The largest addition area-wise is two new apparatus bays, which will replace the ambulance bays to the north.

“That addition goes between the existing building and the fueling station, [which] will remain,” McElreavy said. “That has the new depth to accommodate ladder trucks and engines.”

New ambulance bays will be added to the rear of the building.

While the original estimate for the project was above the approved amount, the committee was able to prioritize items to bring the cost under budget, according to McElreavy.

“We did do a final estimate on the project and we were a little high on the estimate, so we went through a value engineering process to make sure we were at the right number for bid day,” he said. “That was a two-part process. The first part was to go through and make sure anything we didn’t absolutely need in the project wasn’t in there and we did save $175,000 by cutting out things that were either misinterpreted by the estimator or things we decided we could live without. Then we also packaged a group of alternates on the project and if the bidding process serves us well, maybe we can get a few of these right away within our project budget.”

Among the alternates, which must be completed in the prioritized order listed, are a “fit-out” of the living quarters, which is estimated to cost $143,400.

“We will build that as rough space initially and if the funding comes in right, we’ll be able to build that out,” McElreavy said.

Construction of the technology infrastructure was the second alternate, estimated at $30,000, followed by an HVAC system upgrade anticipated to cost $56,400.

New glass and aluminum overhead doors valued at $24,366, new cabinets worth $8,561, outdoor canopies estimated at $48,000 and a heat-radiant floor in the apparatus bay with a cost of $15,196 rounded out the list of alternates.

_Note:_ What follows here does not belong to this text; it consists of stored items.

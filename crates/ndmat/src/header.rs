//! Array header: extents, byte strides and the packed tag.
//!
//! A header owns no memory. It describes how to walk a buffer:
//! the address of element `idx` is `data + Σ idx[i] * step[i]`.

use smallvec::SmallVec;

use crate::error::{ArrayError, Result};
use crate::tag::{ArrayType, TypeTag};

/// Largest supported number of dimensions.
pub const MAX_DIMS: usize = 32;

/// Inline storage for per-dimension values.
pub type Dims = SmallVec<[usize; 4]>;

/// Dimensions, extents, strides and tag of an array.
#[derive(Debug, Clone, PartialEq, Eq)]
pub struct ArrayHeader {
    tag: TypeTag,
    size: Dims,
    step: Dims,
}

impl ArrayHeader {
    /// Header for a freshly allocated, gap-free array.
    pub fn new(sizes: &[usize], ty: ArrayType) -> Result<Self> {
        check_dims(sizes.len())?;
        let step = continuous_steps(sizes, ty.elem_size());
        let mut hdr = Self {
            tag: TypeTag::new(ty),
            size: Dims::from_slice(sizes),
            step,
        };
        hdr.update_continuity();
        Ok(hdr)
    }

    /// Header with caller-chosen strides.
    ///
    /// Strides must be non-increasing from outermost to innermost and the
    /// innermost stride must cover one element.
    pub fn with_steps(sizes: &[usize], steps: &[usize], ty: ArrayType) -> Result<Self> {
        check_dims(sizes.len())?;
        if steps.len() != sizes.len() {
            return Err(ArrayError::DimensionMismatch {
                expected: sizes.len(),
                actual: steps.len(),
            });
        }
        let esz = ty.elem_size();
        if steps[steps.len() - 1] < esz {
            return Err(ArrayError::ShapeMismatch {
                expected: esz,
                actual: steps[steps.len() - 1],
            });
        }
        if steps.windows(2).any(|w| w[0] < w[1]) {
            return Err(ArrayError::Unsupported("strides must be non-increasing"));
        }
        let mut hdr = Self {
            tag: TypeTag::new(ty),
            size: Dims::from_slice(sizes),
            step: Dims::from_slice(steps),
        };
        hdr.update_continuity();
        Ok(hdr)
    }

    /// Empty header (no dimensions, no data).
    pub(crate) fn empty() -> Self {
        Self {
            tag: TypeTag::new(ArrayType::U8C1),
            size: Dims::new(),
            step: Dims::new(),
        }
    }

    /// Number of dimensions.
    #[inline]
    #[must_use]
    pub fn dims(&self) -> usize {
        self.size.len()
    }

    /// Extents.
    #[inline]
    #[must_use]
    pub fn size(&self) -> &[usize] {
        &self.size
    }

    /// Byte strides.
    #[inline]
    #[must_use]
    pub fn step(&self) -> &[usize] {
        &self.step
    }

    /// Packed tag.
    #[inline]
    #[must_use]
    pub fn tag(&self) -> TypeTag {
        self.tag
    }

    /// Element type.
    #[inline]
    #[must_use]
    pub fn array_type(&self) -> ArrayType {
        self.tag.array_type()
    }

    /// Total number of elements.
    #[must_use]
    pub fn total(&self) -> usize {
        if self.size.is_empty() {
            0
        } else {
            self.size.iter().product()
        }
    }

    /// Bytes from the first element to the end of the last one.
    #[must_use]
    pub fn byte_extent(&self) -> usize {
        if self.total() == 0 {
            return 0;
        }
        self.size
            .iter()
            .zip(&self.step)
            .map(|(&n, &s)| (n - 1) * s)
            .sum::<usize>()
            + self.array_type().elem_size()
    }

    /// Byte offset of `idx` from the data pointer.
    pub fn offset_of(&self, idx: &[usize]) -> Result<usize> {
        if idx.len() != self.dims() {
            return Err(ArrayError::DimensionMismatch {
                expected: self.dims(),
                actual: idx.len(),
            });
        }
        let mut offset = 0;
        for (dim, ((&i, &n), &s)) in idx.iter().zip(&self.size).zip(&self.step).enumerate() {
            if i >= n {
                return Err(ArrayError::IndexOutOfRange {
                    dim,
                    index: i,
                    size: n,
                });
            }
            offset += i * s;
        }
        Ok(offset)
    }

    pub(crate) fn size_mut(&mut self) -> &mut Dims {
        &mut self.size
    }

    pub(crate) fn step_mut(&mut self) -> &mut Dims {
        &mut self.step
    }

    pub(crate) fn set_type(&mut self, ty: ArrayType) {
        self.tag = self.tag.with_type(ty);
    }

    pub(crate) fn set_submatrix(&mut self, on: bool) {
        self.tag.set_submatrix(on);
    }

    /// Recompute the continuity bit from extents and strides.
    ///
    /// Leading unit dimensions are skipped; every remaining outer stride must
    /// equal the span of the dimension inside it.
    pub(crate) fn update_continuity(&mut self) {
        let continuous = is_continuous_layout(&self.size, &self.step, self.array_type().elem_size());
        self.tag.set_continuous(continuous);
    }
}

/// Gap-free strides for `sizes`.
pub(crate) fn continuous_steps(sizes: &[usize], elem_size: usize) -> Dims {
    let mut step = Dims::from_elem(0, sizes.len());
    let mut acc = elem_size;
    for i in (0..sizes.len()).rev() {
        step[i] = acc;
        acc *= sizes[i].max(1);
    }
    step
}

pub(crate) fn is_continuous_layout(size: &[usize], step: &[usize], elem_size: usize) -> bool {
    let dims = size.len();
    if dims == 0 {
        return true;
    }
    let first = size.iter().position(|&n| n > 1).unwrap_or(dims);
    if first == dims {
        return true;
    }
    if step[dims - 1] != elem_size && size[dims - 1] > 1 {
        return false;
    }
    (first + 1..dims).all(|j| step[j] * size[j] == step[j - 1])
}

/// Visit the gap-free byte spans shared by `N` arrays of extents `size`.
///
/// Trailing dimensions are merged into one span for as long as every stride
/// set keeps them packed, so a continuous array yields a single span. `f`
/// receives the span's byte offset in each array and its length.
pub(crate) fn walk_spans<const N: usize>(
    size: &[usize],
    steps: [&[usize]; N],
    elem_size: usize,
    mut f: impl FnMut([usize; N], usize),
) {
    if size.is_empty() || size.contains(&0) {
        return;
    }
    let mut k = size.len();
    let mut span = elem_size;
    while k > 0 && (size[k - 1] == 1 || steps.iter().all(|st| st[k - 1] == span)) {
        span *= size[k - 1];
        k -= 1;
    }

    let mut counter = Dims::from_elem(0, k);
    loop {
        let mut offsets = [0usize; N];
        for (off, st) in offsets.iter_mut().zip(steps.iter()) {
            *off = counter.iter().zip(st.iter()).map(|(&c, &s)| c * s).sum();
        }
        f(offsets, span);

        let mut d = k;
        loop {
            if d == 0 {
                return;
            }
            d -= 1;
            counter[d] += 1;
            if counter[d] < size[d] {
                break;
            }
            counter[d] = 0;
        }
    }
}

/// Visit the innermost rows shared by `N` arrays of extents `size` whose
/// elements may differ in width.
///
/// `f` receives the row's byte offset in each array and its element count;
/// elements inside a row are `step[dims - 1]` bytes apart in each array.
pub(crate) fn walk_rows<const N: usize>(
    size: &[usize],
    steps: [&[usize]; N],
    mut f: impl FnMut([usize; N], usize),
) {
    if size.is_empty() || size.contains(&0) {
        return;
    }
    let k = size.len() - 1;
    let mut counter = Dims::from_elem(0, k);
    loop {
        let mut offsets = [0usize; N];
        for (off, st) in offsets.iter_mut().zip(steps.iter()) {
            *off = counter.iter().zip(st.iter()).map(|(&c, &s)| c * s).sum();
        }
        f(offsets, size[k]);

        let mut d = k;
        loop {
            if d == 0 {
                return;
            }
            d -= 1;
            counter[d] += 1;
            if counter[d] < size[d] {
                break;
            }
            counter[d] = 0;
        }
    }
}

fn check_dims(dims: usize) -> Result<()> {
    if dims == 0 || dims > MAX_DIMS {
        return Err(ArrayError::InvalidDims {
            dims,
            max: MAX_DIMS,
        });
    }
    Ok(())
}
//! Dense n-dimensional arrays with shared, reference-counted storage.
//!
//! A [`DenseArray`] is a header (extents, byte strides, type tag) plus a
//! handle to the [`SharedStorage`] it reads from. Slicing operations never
//! copy: they return a new header over the same storage with an adjusted
//! data offset and narrowed extents.
//!
//! # Memory Layout
//!
//! ```text
//!  base                      base+offset                  base+end   base+limit
//!   │                            │                            │          │
//!   ▼                            ▼                            ▼          ▼
//!   ┌────────────────────────────┬────────────────────────────┬──────────┐
//!   │ rows outside this view     │ this view's elements ...   │ reserved │
//!   └────────────────────────────┴────────────────────────────┴──────────┘
//! ```
//!
//! `end` and `limit` always describe the owning allocation, so a view can
//! recover its position inside the parent (see [`DenseArray::locate_roi`]).
//!
//! # Growth
//!
//! [`push_back`](DenseArray::push_back), [`resize`](DenseArray::resize) and
//! [`reserve`](DenseArray::reserve) append rows along the outermost
//! dimension. Past capacity they move the array into a fresh allocation.
//! Other headers that aliased the old buffer keep it alive and keep reading
//! it, so they stop observing writes made through the grown array.

use std::marker::PhantomData;
use std::ops::Range;
use std::ptr;
use std::sync::Arc;

use ndmat_alloc::{AllocError, Allocator};

use crate::config::ArrayConfig;
use crate::error::{ArrayError, Result};
use crate::header::{walk_rows, walk_spans, ArrayHeader, Dims, MAX_DIMS};
use crate::proxy::OutputArray;
use crate::storage::SharedStorage;
use crate::tag::{as_bytes, ArrayType, Depth, Element, Scalar, TypeTag};

/// Position of a 2-D view inside the allocation it was cut from.
#[derive(Debug, Clone, Copy, PartialEq, Eq)]
pub struct RoiLocation {
    /// Rows and columns of the whole allocation.
    pub whole_size: [usize; 2],
    /// Row and column of the view's first element.
    pub offset: [usize; 2],
}

/// A dense array header over shared storage.
///
/// `Clone` produces another alias of the same storage (the reference count
/// goes up by one); use [`DenseArray::deep_clone`] for an independent copy.
///
/// # Aliasing
///
/// Element reads and writes copy values through raw pointers, so aliases
/// may freely write while others read on the same thread. Borrows into the
/// buffer are handed out only by [`at_mut`](Self::at_mut) and
/// [`as_mut_slice`](Self::as_mut_slice), which require this header to be the
/// sole owner, and by the `unsafe` [`as_slice`](Self::as_slice) and
/// [`byte_spans`](Self::byte_spans).
///
/// A header can be sent to another thread but not shared between threads.
/// Aliases living on different threads must not write the same buffer
/// concurrently with any other access to it; callers order such work, for
/// example through a [`Stream`](crate::Stream).
#[derive(Debug, Clone)]
pub struct DenseArray {
    hdr: ArrayHeader,
    base: *mut u8,
    offset: usize,
    end: usize,
    limit: usize,
    storage: Option<SharedStorage>,
    allocator: Arc<dyn Allocator>,
    align: usize,
    min_reserve: usize,
}

// SAFETY: `base` points into `storage`, which is kept alive by this header,
// or into caller memory that `from_raw_parts` requires to outlive it.
// Cross-thread access to a shared buffer follows the contract above.
unsafe impl Send for DenseArray {}
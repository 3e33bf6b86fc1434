//! Reference-counted buffers behind dense arrays.
//!
//! A [`SharedStorage`] is a handle to one raw block and the allocator that
//! produced it. Cloning the handle adds an owner; the block goes back to its
//! allocator when the last handle is dropped. Headers that alias the block
//! hold a handle each, so the reference count is the number of live aliases.

use std::fmt;
use std::sync::Arc;

use ndmat_alloc::{is_aligned, layout_for, Allocator, RawBlock};

use crate::error::Result;

struct StorageBlock {
    raw: RawBlock,
    allocator: Arc<dyn Allocator>,
}

// SAFETY: the block is plain bytes. Cross-thread access to its contents is
// governed by the arrays that alias it, not by the block itself.
unsafe impl Send for StorageBlock {}
unsafe impl Sync for StorageBlock {}

impl Drop for StorageBlock {
    fn drop(&mut self) {
        tracing::debug!(
            bytes = self.raw.size(),
            allocator = self.allocator.name(),
            "releasing array storage"
        );
        // SAFETY: `raw` came from `allocator` with this exact layout and is
        // released exactly once, here.
        unsafe {
            self.allocator
                .deallocate(self.raw.as_non_null(), self.raw.layout());
        }
    }
}

/// Shared ownership of one zero-initialised buffer.
#[derive(Clone)]
pub struct SharedStorage {
    block: Arc<StorageBlock>,
}

impl SharedStorage {
    /// Allocate `size` zeroed bytes at `align` from `allocator`.
    pub fn allocate(allocator: Arc<dyn Allocator>, size: usize, align: usize) -> Result<Self> {
        let layout = layout_for(size, align)?;
        // SAFETY: the block is handed back to the same allocator in Drop.
        let ptr = unsafe { allocator.allocate_zeroed(layout)? };
        debug_assert!(is_aligned(ptr.as_ptr(), align));
        tracing::debug!(bytes = size, align, allocator = allocator.name(), "allocated array storage");
        // SAFETY: `ptr` was just allocated with `layout`.
        let raw = unsafe { RawBlock::new(ptr, layout) };
        Ok(Self {
            block: Arc::new(StorageBlock { raw, allocator }),
        })
    }

    /// Start of the buffer.
    #[inline]
    #[must_use]
    pub fn as_ptr(&self) -> *mut u8 {
        self.block.raw.as_ptr()
    }

    /// Buffer length in bytes.
    #[inline]
    #[must_use]
    pub fn len(&self) -> usize {
        self.block.raw.size()
    }

    /// True for a zero-byte buffer.
    #[must_use]
    pub fn is_empty(&self) -> bool {
        self.len() == 0
    }

    /// Number of live handles.
    #[must_use]
    pub fn refcount(&self) -> usize {
        Arc::strong_count(&self.block)
    }

    /// Whether two handles own the same block.
    #[must_use]
    pub fn ptr_eq(&self, other: &SharedStorage) -> bool {
        Arc::ptr_eq(&self.block, &other.block)
    }

    /// The allocator that produced the block.
    #[must_use]
    pub fn allocator(&self) -> &Arc<dyn Allocator> {
        &self.block.allocator
    }
}

impl fmt::Debug for SharedStorage {
    fn fmt(&self, f: &mut fmt::Formatter<'_>) -> fmt::Result {
        f.debug_struct("SharedStorage")
            .field("ptr", &self.as_ptr())
            .field("len", &self.len())
            .field("refcount", &self.refcount())
            .field("allocator", &self.block.allocator.name())
            .finish()
    }
}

Trevallion said the committee has explored the possibility of additional monetary sources for the project, including an ambulance fund.

“We discussed with [Treasurer Thomas Sullivan] and [Town Administrator Robert] Weitz the other day some potential additional funding sources, all of which would require going back to town meeting in May,” he said. “With any additional funding we could secure at town meeting, we could then start going through and picking up some of these alternates.”

Sullivan said before any conversations regarding additional funding are had, the town should wait for bids to come in.